2. Warren and Clyde Quin made next boxes for wood ducks – some they installed along Watson’s Creek. There was one labeled for Patti Quinby, positioned where she would see it from a canoe.
3. He and Clyde regularly picked up trash in the Spring Lake area. It’s now mostly tidy and Rain Gardens have been planted near the Spring Lake parking lot. More recently, Warren and Jack Graham built a bridge over a tidal channel at Northern Community Park to replace a make-shift one. The new bridge provides access to the flood plain and Crosswicks Creek. For this bridge, they carried several large cement blocks that anchored the ends of the bridge. (The old bridge had washed away). They carried the blocks from the parking lot, across the edge of the playing fields, down the bluff, and to the bridge position on the flood plain. That bridge was not going anywhere!!! And hasn’t!!

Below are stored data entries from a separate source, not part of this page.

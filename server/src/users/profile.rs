use axum::{
    extract::{Query, State},
    Json,
};
use serde::{Deserialize, Serialize};

use crate::auth::middleware::Claims;
use crate::db::{self, models::User};
use crate::error::{ApiError, ApiResult};
use crate::state::AppState;
use crate::users::{self, store::ProfileField, MAX_FULL_NAME_LEN};

#[derive(Debug, Deserialize)]
#[serde(rename_all = "camelCase")]
pub struct UpdateProfileRequest {
    #[serde(default)]
    pub profile_pic: Option<String>,
}

#[derive(Debug, Deserialize)]
pub struct UpdateUsernameRequest {
    #[serde(default)]
    pub username: Option<String>,
}

#[derive(Debug, Deserialize)]
#[serde(rename_all = "camelCase")]
pub struct UpdateFullNameRequest {
    #[serde(default)]
    pub full_name: Option<String>,
}

#[derive(Debug, Deserialize)]
pub struct CheckUsernameQuery {
    #[serde(default)]
    pub username: Option<String>,
}

#[derive(Debug, Serialize)]
pub struct UsernameAvailability {
    pub available: bool,
}

/// PUT /api/auth/update-profile
/// Stores the picture reference as given; uploading to external storage is the client's job.
pub async fn update_profile(
    State(state): State<AppState>,
    claims: Claims,
    Json(req): Json<UpdateProfileRequest>,
) -> ApiResult<Json<User>> {
    let profile_pic = req
        .profile_pic
        .map(|p| p.trim().to_string())
        .filter(|p| !p.is_empty())
        .ok_or_else(|| ApiError::bad_request("Profile pic is required"))?;

    let user = db::with_conn(&state.db, move |conn| {
        users::store::update_field(conn, &claims.sub, ProfileField::ProfilePic, &profile_pic)
    })
    .await?;

    tracing::info!(user_id = %user.id, "Profile picture updated");
    Ok(Json(user))
}

/// PUT /api/auth/update-username
pub async fn update_username(
    State(state): State<AppState>,
    claims: Claims,
    Json(req): Json<UpdateUsernameRequest>,
) -> ApiResult<Json<User>> {
    let username = req
        .username
        .map(|u| u.trim().to_string())
        .filter(|u| !u.is_empty())
        .ok_or_else(|| ApiError::bad_request("Username is required"))?;

    if !users::is_valid_username(&username) {
        return Err(ApiError::bad_request(
            "Username must be 3-30 characters, start with a letter, and contain only letters, numbers or underscores",
        ));
    }

    let user = db::with_conn(&state.db, move |conn| {
        if users::store::username_taken(conn, &username, Some(&claims.sub))? {
            return Err(ApiError::bad_request("Username already taken"));
        }
        users::store::update_field(conn, &claims.sub, ProfileField::Username, &username)
    })
    .await?;

    tracing::info!(user_id = %user.id, username = %user.username, "Username updated");
    Ok(Json(user))
}

/// PUT /api/auth/update-fullname
pub async fn update_full_name(
    State(state): State<AppState>,
    claims: Claims,
    Json(req): Json<UpdateFullNameRequest>,
) -> ApiResult<Json<User>> {
    let full_name = req
        .full_name
        .map(|n| n.trim().to_string())
        .filter(|n| !n.is_empty())
        .ok_or_else(|| ApiError::bad_request("Full name is required"))?;

    if full_name.chars().count() > MAX_FULL_NAME_LEN {
        return Err(ApiError::bad_request(format!(
            "Full name must be at most {} characters",
            MAX_FULL_NAME_LEN
        )));
    }

    let user = db::with_conn(&state.db, move |conn| {
        users::store::update_field(conn, &claims.sub, ProfileField::FullName, &full_name)
    })
    .await?;

    Ok(Json(user))
}

/// GET /api/auth/check-username?username=
/// The caller's own current username counts as available.
pub async fn check_username(
    State(state): State<AppState>,
    claims: Claims,
    Query(query): Query<CheckUsernameQuery>,
) -> ApiResult<Json<UsernameAvailability>> {
    let username = query.username.unwrap_or_default().trim().to_string();
    if !users::is_valid_username(&username) {
        return Ok(Json(UsernameAvailability { available: false }));
    }

    let taken = db::with_conn(&state.db, move |conn| {
        Ok(users::store::username_taken(conn, &username, Some(&claims.sub))?)
    })
    .await?;

    Ok(Json(UsernameAvailability { available: !taken }))
}
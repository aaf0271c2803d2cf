pub mod handlers;
pub mod jwt;
pub mod middleware;
pub mod password;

4. I worked on a research project that involved documenting the seeds/species present in the soil of the newly created wetland on Duck Island, which was built to replace wetland lost during construction of the highways through the marsh. Warren helped me move the heavily laden cart. (The cart was collapse-able and fit into my car trunk). It was a mile from one end of the mitigates site to the other and I had soil collection places near both ends and along the way. A total of four sites.
5. Warren helped guide field and paddling trips. He showed kids how to fish. He helped when-ever and wherever he could. He contributed to development of the two marsh management plans (1999, 2010) .
6. He knew the winter ducks! And generously gave D&R Greenway two decoys carved by his brother, Turk..
7. There are several lovely display cases in the nature center that Warren secured from the curbs near his house in Hamilton because he knew the nature center could use them.
Two additional notes. I don’t recall the dates. Warren would have known them.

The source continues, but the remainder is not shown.